Collected data entries
------------

//! Random password generator

use rand::{rngs::OsRng, seq::SliceRandom, CryptoRng, Rng};
use serde::{Deserialize, Serialize};

use crate::error::{Result, VaultError};

const UPPERCASE: &str = "ABCDEFGHIJKLMNOPQRSTUVWXYZ";
const LOWERCASE: &str = "abcdefghijklmnopqrstuvwxyz";
const NUMBERS: &str = "0123456789";
const SYMBOLS: &str = "!@#$%^&*()_+-=[]{}|;:,.<>?";

/// Characters easily confused with one another when read
const SIMILAR: &str = "il1Lo0O";
/// Brackets, quotes and separators that break naive copy/paste
const AMBIGUOUS: &str = "{}[]()/\\'\"~,;<>.";

/// Generator settings
#[derive(Debug, Clone, PartialEq, Eq, Serialize, Deserialize)]
#[serde(rename_all = "camelCase", default)]
pub struct GeneratorOptions {
    pub length: usize,
    pub uppercase: bool,
    pub lowercase: bool,
    pub numbers: bool,
    pub symbols: bool,
    pub exclude_similar: bool,
    pub exclude_ambiguous: bool,
    /// Extra characters added to the set
    pub custom_chars: String,
    /// Characters removed from the set, applied last
    pub exclude_chars: String,
}

impl Default for GeneratorOptions {
    fn default() -> Self {
        Self {
            length: 16,
            uppercase: true,
            lowercase: true,
            numbers: true,
            symbols: true,
            exclude_similar: true,
            exclude_ambiguous: false,
            custom_chars: String::new(),
            exclude_chars: String::new(),
        }
    }
}

impl GeneratorOptions {
    /// The distinct characters a generated password may contain, in
    /// class order followed by custom characters.
    pub fn charset(&self) -> Vec<char> {
        let classes = [
            (self.uppercase, UPPERCASE),
            (self.lowercase, LOWERCASE),
            (self.numbers, NUMBERS),
            (self.symbols, SYMBOLS),
        ];

        let mut charset: Vec<char> = classes
            .iter()
            .filter(|(enabled, _)| *enabled)
            .flat_map(|(_, chars)| chars.chars())
            .collect();

        if self.exclude_similar {
            charset.retain(|c| !SIMILAR.contains(*c));
        }
        if self.exclude_ambiguous {
            charset.retain(|c| !AMBIGUOUS.contains(*c));
        }

        charset.extend(self.custom_chars.chars());
        charset.retain(|c| !self.exclude_chars.contains(*c));

        let mut seen = std::collections::HashSet::new();
        charset.retain(|c| seen.insert(*c));
        charset
    }
}

/// Named option sets
#[derive(Debug, Clone, Copy, PartialEq, Eq, Serialize, Deserialize)]
#[serde(rename_all = "snake_case")]
pub enum Preset {
    HighSecurity,
    MediumSecurity,
    Basic,
    PinCode,
}

impl Preset {
    pub const ALL: [Preset; 4] = [
        Preset::HighSecurity,
        Preset::MediumSecurity,
        Preset::Basic,
        Preset::PinCode,
    ];

    pub fn name(&self) -> &'static str {
        match self {
            Self::HighSecurity => "High Security",
            Self::MediumSecurity => "Medium Security",
            Self::Basic => "Basic",
            Self::PinCode => "PIN Code",
        }
    }

    pub fn options(&self) -> GeneratorOptions {
        let (length, letters, symbols, exclude_similar) = match self {
            Self::HighSecurity => (20, true, true, true),
            Self::MediumSecurity => (16, true, true, false),
            Self::Basic => (12, true, false, false),
            Self::PinCode => (6, false, false, false),
        };

        GeneratorOptions {
            length,
            uppercase: letters,
            lowercase: letters,
            numbers: true,
            symbols,
            exclude_similar,
            ..GeneratorOptions::default()
        }
    }
}

impl std::str::FromStr for Preset {
    type Err = VaultError;

    fn from_str(s: &str) -> Result<Self> {
        let normalized = s.trim().to_ascii_lowercase().replace(['-', '_', ' '], "");
        Self::ALL
            .into_iter()
            .find(|p| p.name().to_ascii_lowercase().replace(' ', "") == normalized)
            .ok_or_else(|| VaultError::ConfigurationError(format!("unknown preset: {}", s)))
    }
}

/// Generate a password with the OS random number generator
pub fn generate(options: &GeneratorOptions) -> Result<String> {
    generate_with_rng(options, &mut OsRng)
}

/// Generate a password drawing each character uniformly from
/// [`GeneratorOptions::charset`]
pub fn generate_with_rng<R: Rng + CryptoRng>(
    options: &GeneratorOptions,
    rng: &mut R,
) -> Result<String> {
    if options.length == 0 {
        return Err(VaultError::ConfigurationError(
            "password length must be at least 1".to_string(),
        ));
    }

    let charset = options.charset();
    if charset.is_empty() {
        return Err(VaultError::ConfigurationError(
            "no characters available: enable a character class or add custom characters"
                .to_string(),
        ));
    }

    (0..options.length)
        .map(|_| {
            charset.choose(&mut *rng).copied().ok_or_else(|| {
                VaultError::ConfigurationError("character set is empty".to_string())
            })
        })
        .collect()
}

------------

Task directions: Word for word, output the records that appear above.

Exercise solution:
//! Random password generator

use rand::{rngs::OsRng, seq::SliceRandom, CryptoRng, Rng};
use serde::{Deserialize, Serialize};

use crate::error::{Result, VaultError};

const UPPERCASE: &str = "ABCDEFGHIJKLMNOPQRSTUVWXYZ";
const LOWERCASE: &str = "abcdefghijklmnopqrstuvwxyz";
const NUMBERS: &str = "0123456789";
const SYMBOLS: &str = "!@#$%^&*()_+-=[]{}|;:,.<>?";

/// Characters easily confused with one another when read
const SIMILAR: &str = "il1Lo0O";
/// Brackets, quotes and separators that break naive copy/paste
const AMBIGUOUS: &str = "{}[]()/\\'\"~,;<>.";

/// Generator settings
#[derive(Debug, Clone, PartialEq, Eq, Serialize, Deserialize)]
#[serde(rename_all = "camelCase", default)]
pub struct GeneratorOptions {
    pub length: usize,
    pub uppercase: bool,
    pub lowercase: bool,
    pub numbers: bool,
    pub symbols: bool,
    pub exclude_similar: bool,
    pub exclude_ambiguous: bool,
    /// Extra characters added to the set
    pub custom_chars: String,
    /// Characters removed from the set, applied last
    pub exclude_chars: String,
}

impl Default for GeneratorOptions {
    fn default() -> Self {
        Self {
            length: 16,
            uppercase: true,
            lowercase: true,
            numbers: true,
            symbols: true,
            exclude_similar: true,
            exclude_ambiguous: false,
            custom_chars: String::new(),
            exclude_chars: String::new(),
        }
    }
}

impl GeneratorOptions {
    /// The distinct characters a generated password may contain, in
    /// class order followed by custom characters.
    pub fn charset(&self) -> Vec<char> {
        let classes = [
            (self.uppercase, UPPERCASE),
            (self.lowercase, LOWERCASE),
            (self.numbers, NUMBERS),
            (self.symbols, SYMBOLS),
        ];

        let mut charset: Vec<char> = classes
            .iter()
            .filter(|(enabled, _)| *enabled)
            .flat_map(|(_, chars)| chars.chars())
            .collect();

        if self.exclude_similar {
            charset.retain(|c| !SIMILAR.contains(*c));
        }
        if self.exclude_ambiguous {
            charset.retain(|c| !AMBIGUOUS.contains(*c));
        }

        charset.extend(self.custom_chars.chars());
        charset.retain(|c| !self.exclude_chars.contains(*c));

        let mut seen = std::collections::HashSet::new();
        charset.retain(|c| seen.insert(*c));
        charset
    }
}

/// Named option sets
#[derive(Debug, Clone, Copy, PartialEq, Eq, Serialize, Deserialize)]
#[serde(rename_all = "snake_case")]
pub enum Preset {
    HighSecurity,
    MediumSecurity,
    Basic,
    PinCode,
}

impl Preset {
    pub const ALL: [Preset; 4] = [
        Preset::HighSecurity,
        Preset::MediumSecurity,
        Preset::Basic,
        Preset::PinCode,
    ];

    pub fn name(&self) -> &'static str {
        match self {
            Self::HighSecurity => "High Security",
            Self::MediumSecurity => "Medium Security",
            Self::Basic => "Basic",
            Self::PinCode => "PIN Code",
        }
    }

    pub fn options(&self) -> GeneratorOptions {
        let (length, letters, symbols, exclude_similar) = match self {
            Self::HighSecurity => (20, true, true, true),
            Self::MediumSecurity => (16, true, true, false),
            Self::Basic => (12, true, false, false),
            Self::PinCode => (6, false, false, false),
        };

        GeneratorOptions {
            length,
            uppercase: letters,
            lowercase: letters,
            numbers: true,
            symbols,
            exclude_similar,
            ..GeneratorOptions::default()
        }
    }
}

impl std::str::FromStr for Preset {
    type Err = VaultError;

    fn from_str(s: &str) -> Result<Self> {
        let normalized = s.trim().to_ascii_lowercase().replace(['-', '_', ' '], "");
        Self::ALL
            .into_iter()
            .find(|p| p.name().to_ascii_lowercase().replace(' ', "") == normalized)
            .ok_or_else(|| VaultError::ConfigurationError(format!("unknown preset: {}", s)))
    }
}

/// Generate a password with the OS random number generator
pub fn generate(options: &GeneratorOptions) -> Result<String> {
    generate_with_rng(options, &mut OsRng)
}

/// Generate a password drawing each character uniformly from
/// [`GeneratorOptions::charset`]
pub fn generate_with_rng<R: Rng + CryptoRng>(
    options: &GeneratorOptions,
    rng: &mut R,
) -> Result<String> {
    if options.length == 0 {
        return Err(VaultError::ConfigurationError(
            "password length must be at least 1".to_string(),
        ));
    }

    let charset = options.charset();
    if charset.is_empty() {
        return Err(VaultError::ConfigurationError(
            "no characters available: enable a character class or add custom characters"
                .to_string(),
        ));
    }

    (0..options.length)
        .map(|_| {
            charset.choose(&mut *rng).copied().ok_or_else(|| {
                VaultError::ConfigurationError("character set is empty".to_string())
            })
        })
        .collect()
}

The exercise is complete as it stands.